Stored dataset items:
=== Begin Enclosure ===
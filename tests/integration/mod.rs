// Integration tests for ShelfWatch
// These tests drive the real pipeline against an in-memory database

pub mod extraction_tests;
pub mod ingest_tests;
pub mod notification_tests;
pub mod tracking_tests;

use std::collections::HashMap;
use std::sync::{Arc, Mutex};

use async_trait::async_trait;
use rust_decimal::Decimal;
use shelfwatch::AppConfig;
use shelfwatch::extraction::{ProductExtractor, ProductShell};
use shelfwatch::fetcher::{FetchMode, FetchResult, PageFetcher};
use shelfwatch::models::{NewTrackedItem, TrackedItem};
use shelfwatch::notifications::{AlertSink, StockAlert};
use shelfwatch::storage::{Database, tracking};
use shelfwatch::tracker::TrackingService;

pub const PRODUCT_URL: &str = "https://shop.example/products/widget";

pub fn test_config() -> AppConfig {
    AppConfig::default()
}

/// Fresh in-memory database with the schema applied.
pub async fn test_db() -> Database {
    let db = Database::connect_in_memory()
        .await
        .expect("in-memory database");
    db.migrate().await.expect("migrations");
    db
}

pub fn dec(value: &str) -> Decimal {
    value.parse().expect("decimal literal")
}

/// Extraction as the tracking service performs it, with default limits.
pub fn shell_for(url: &str, markup: &str) -> ProductShell {
    ProductExtractor::new(&test_config().extraction)
        .extract(url, markup)
        .expect("extraction")
}

/// Product page carrying one JSON-LD offer with a price and a schema.org
/// availability.
pub fn product_page(title: &str, price: &str, availability: &str) -> String {
    format!(
        r#"<!DOCTYPE html>
<html>
<head>
    <meta property="og:title" content="{title}">
    <title>{title} | Example Shop</title>
    <script type="application/ld+json">
    {{"@type":"Product","name":"{title}","offers":{{"price":"{price}","priceCurrency":"USD","availability":"https://schema.org/{availability}"}}}}
    </script>
</head>
<body>
    <h1>{title}</h1>
</body>
</html>"#
    )
}

/// Same page with an explicit canonical link.
pub fn page_with_canonical(title: &str, price: &str, availability: &str, canonical: &str) -> String {
    product_page(title, price, availability).replace(
        "</head>",
        &format!("    <link rel=\"canonical\" href=\"{canonical}\">\n</head>"),
    )
}

pub fn new_item(user: &str, variant_id: &str) -> NewTrackedItem {
    NewTrackedItem {
        user_id: user.to_string(),
        variant_id: variant_id.to_string(),
        target_price: None,
        notify_on_price_drop: None,
        price_drop_percent: None,
        notify_on_back_in_stock: None,
        notify_on_any_stock_change: None,
    }
}

pub async fn insert_item(db: &Database, new_item: NewTrackedItem) -> TrackedItem {
    let item = TrackedItem::new(new_item);
    let mut conn = db.acquire().await.expect("acquire");
    tracking::insert(&mut conn, &item)
        .await
        .expect("insert tracked item");
    item
}

/// Serves canned markup per URL. Responses queued for the same URL are
/// returned in order with the last one repeating; unknown URLs fail the way
/// a dead host would.
pub struct StubFetcher {
    responses: Mutex<HashMap<String, Vec<FetchResult>>>,
}

impl StubFetcher {
    pub fn new() -> Self {
        Self {
            responses: Mutex::new(HashMap::new()),
        }
    }

    pub fn serve(self, url: &str, markup: &str) -> Self {
        self.push(
            url,
            FetchResult {
                success: true,
                markup: Some(markup.to_string()),
                error: None,
                response_time_ms: 1,
                final_url: url.to_string(),
                mode: FetchMode::Raw,
            },
        );
        self
    }

    pub fn fail(self, url: &str, error: &str) -> Self {
        self.push(
            url,
            FetchResult {
                success: false,
                markup: None,
                error: Some(error.to_string()),
                response_time_ms: 1,
                final_url: url.to_string(),
                mode: FetchMode::Raw,
            },
        );
        self
    }

    fn push(&self, url: &str, result: FetchResult) {
        self.responses
            .lock()
            .unwrap()
            .entry(url.to_string())
            .or_default()
            .push(result);
    }
}

#[async_trait]
impl PageFetcher for StubFetcher {
    async fn fetch(&self, url: &str) -> shelfwatch::Result<FetchResult> {
        let mut responses = self.responses.lock().unwrap();
        match responses.get_mut(url) {
            Some(queue) if queue.len() > 1 => Ok(queue.remove(0)),
            Some(queue) => Ok(queue[0].clone()),
            None => Ok(FetchResult {
                success: false,
                markup: None,
                error: Some(format!("no stubbed response for {url}")),
                response_time_ms: 1,
                final_url: url.to_string(),
                mode: FetchMode::Raw,
            }),
        }
    }
}

/// Records every alert instead of delivering it; `succeed` controls the
/// reported delivery outcome.
pub struct RecordingAlertSink {
    alerts: Mutex<Vec<StockAlert>>,
    succeed: bool,
}

impl RecordingAlertSink {
    pub fn new() -> Self {
        Self {
            alerts: Mutex::new(Vec::new()),
            succeed: true,
        }
    }

    pub fn failing() -> Self {
        Self {
            alerts: Mutex::new(Vec::new()),
            succeed: false,
        }
    }

    pub fn sent(&self) -> Vec<StockAlert> {
        self.alerts.lock().unwrap().clone()
    }
}

#[async_trait]
impl AlertSink for RecordingAlertSink {
    async fn send(&self, alert: &StockAlert) -> bool {
        self.alerts.lock().unwrap().push(alert.clone());
        self.succeed
    }
}

pub fn tracking_service(
    db: &Database,
    fetcher: StubFetcher,
    sink: Arc<RecordingAlertSink>,
) -> TrackingService {
    TrackingService::new(db.clone(), Arc::new(fetcher), sink, &test_config())
}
=== End Enclosure ===
■ TASK TO CARRY OUT ■
Every record must appear in the answer exactly as it does above.

■ ANSWER TO THIS EXERCISE ■
filename tests/integration/mod.rs
// Integration tests for ShelfWatch
// These tests drive the real pipeline against an in-memory database

pub mod extraction_tests;
pub mod ingest_tests;
pub mod notification_tests;
pub mod tracking_tests;

use std::collections::HashMap;
use std::sync::{Arc, Mutex};

use async_trait::async_trait;
use rust_decimal::Decimal;
use shelfwatch::AppConfig;
use shelfwatch::extraction::{ProductExtractor, ProductShell};
use shelfwatch::fetcher::{FetchMode, FetchResult, PageFetcher};
use shelfwatch::models::{NewTrackedItem, TrackedItem};
use shelfwatch::notifications::{AlertSink, StockAlert};
use shelfwatch::storage::{Database, tracking};
use shelfwatch::tracker::TrackingService;

pub const PRODUCT_URL: &str = "https://shop.example/products/widget";

pub fn test_config() -> AppConfig {
    AppConfig::default()
}

/// Fresh in-memory database with the schema applied.
pub async fn test_db() -> Database {
    let db = Database::connect_in_memory()
        .await
        .expect("in-memory database");
    db.migrate().await.expect("migrations");
    db
}

pub fn dec(value: &str) -> Decimal {
    value.parse().expect("decimal literal")
}

/// Extraction as the tracking service performs it, with default limits.
pub fn shell_for(url: &str, markup: &str) -> ProductShell {
    ProductExtractor::new(&test_config().extraction)
        .extract(url, markup)
        .expect("extraction")
}

/// Product page carrying one JSON-LD offer with a price and a schema.org
/// availability.
pub fn product_page(title: &str, price: &str, availability: &str) -> String {
    format!(
        r#"<!DOCTYPE html>
<html>
<head>
    <meta property="og:title" content="{title}">
    <title>{title} | Example Shop</title>
    <script type="application/ld+json">
    {{"@type":"Product","name":"{title}","offers":{{"price":"{price}","priceCurrency":"USD","availability":"https://schema.org/{availability}"}}}}
    </script>
</head>
<body>
    <h1>{title}</h1>
</body>
</html>"#
    )
}

/// Same page with an explicit canonical link.
pub fn page_with_canonical(title: &str, price: &str, availability: &str, canonical: &str) -> String {
    product_page(title, price, availability).replace(
        "</head>",
        &format!("    <link rel=\"canonical\" href=\"{canonical}\">\n</head>"),
    )
}

pub fn new_item(user: &str, variant_id: &str) -> NewTrackedItem {
    NewTrackedItem {
        user_id: user.to_string(),
        variant_id: variant_id.to_string(),
        target_price: None,
        notify_on_price_drop: None,
        price_drop_percent: None,
        notify_on_back_in_stock: None,
        notify_on_any_stock_change: None,
    }
}

pub async fn insert_item(db: &Database, new_item: NewTrackedItem) -> TrackedItem {
    let item = TrackedItem::new(new_item);
    let mut conn = db.acquire().await.expect("acquire");
    tracking::insert(&mut conn, &item)
        .await
        .expect("insert tracked item");
    item
}

/// Serves canned markup per URL. Responses queued for the same URL are
/// returned in order with the last one repeating; unknown URLs fail the way
/// a dead host would.
pub struct StubFetcher {
    responses: Mutex<HashMap<String, Vec<FetchResult>>>,
}

impl StubFetcher {
    pub fn new() -> Self {
        Self {
            responses: Mutex::new(HashMap::new()),
        }
    }

    pub fn serve(self, url: &str, markup: &str) -> Self {
        self.push(
            url,
            FetchResult {
                success: true,
                markup: Some(markup.to_string()),
                error: None,
                response_time_ms: 1,
                final_url: url.to_string(),
                mode: FetchMode::Raw,
            },
        );
        self
    }

    pub fn fail(self, url: &str, error: &str) -> Self {
        self.push(
            url,
            FetchResult {
                success: false,
                markup: None,
                error: Some(error.to_string()),
                response_time_ms: 1,
                final_url: url.to_string(),
                mode: FetchMode::Raw,
            },
        );
        self
    }

    fn push(&self, url: &str, result: FetchResult) {
        self.responses
            .lock()
            .unwrap()
            .entry(url.to_string())
            .or_default()
            .push(result);
    }
}

#[async_trait]
impl PageFetcher for StubFetcher {
    async fn fetch(&self, url: &str) -> shelfwatch::Result<FetchResult> {
        let mut responses = self.responses.lock().unwrap();
        match responses.get_mut(url) {
            Some(queue) if queue.len() > 1 => Ok(queue.remove(0)),
            Some(queue) => Ok(queue[0].clone()),
            None => Ok(FetchResult {
                success: false,
                markup: None,
                error: Some(format!("no stubbed response for {url}")),
                response_time_ms: 1,
                final_url: url.to_string(),
                mode: FetchMode::Raw,
            }),
        }
    }
}

/// Records every alert instead of delivering it; `succeed` controls the
/// reported delivery outcome.
pub struct RecordingAlertSink {
    alerts: Mutex<Vec<StockAlert>>,
    succeed: bool,
}

impl RecordingAlertSink {
    pub fn new() -> Self {
        Self {
            alerts: Mutex::new(Vec::new()),
            succeed: true,
        }
    }

    pub fn failing() -> Self {
        Self {
            alerts: Mutex::new(Vec::new()),
            succeed: false,
        }
    }

    pub fn sent(&self) -> Vec<StockAlert> {
        self.alerts.lock().unwrap().clone()
    }
}

#[async_trait]
impl AlertSink for RecordingAlertSink {
    async fn send(&self, alert: &StockAlert) -> bool {
        self.alerts.lock().unwrap().push(alert.clone());
        self.succeed
    }
}

pub fn tracking_service(
    db: &Database,
    fetcher: StubFetcher,
    sink: Arc<RecordingAlertSink>,
) -> TrackingService {
    TrackingService::new(db.clone(), Arc::new(fetcher), sink, &test_config())
}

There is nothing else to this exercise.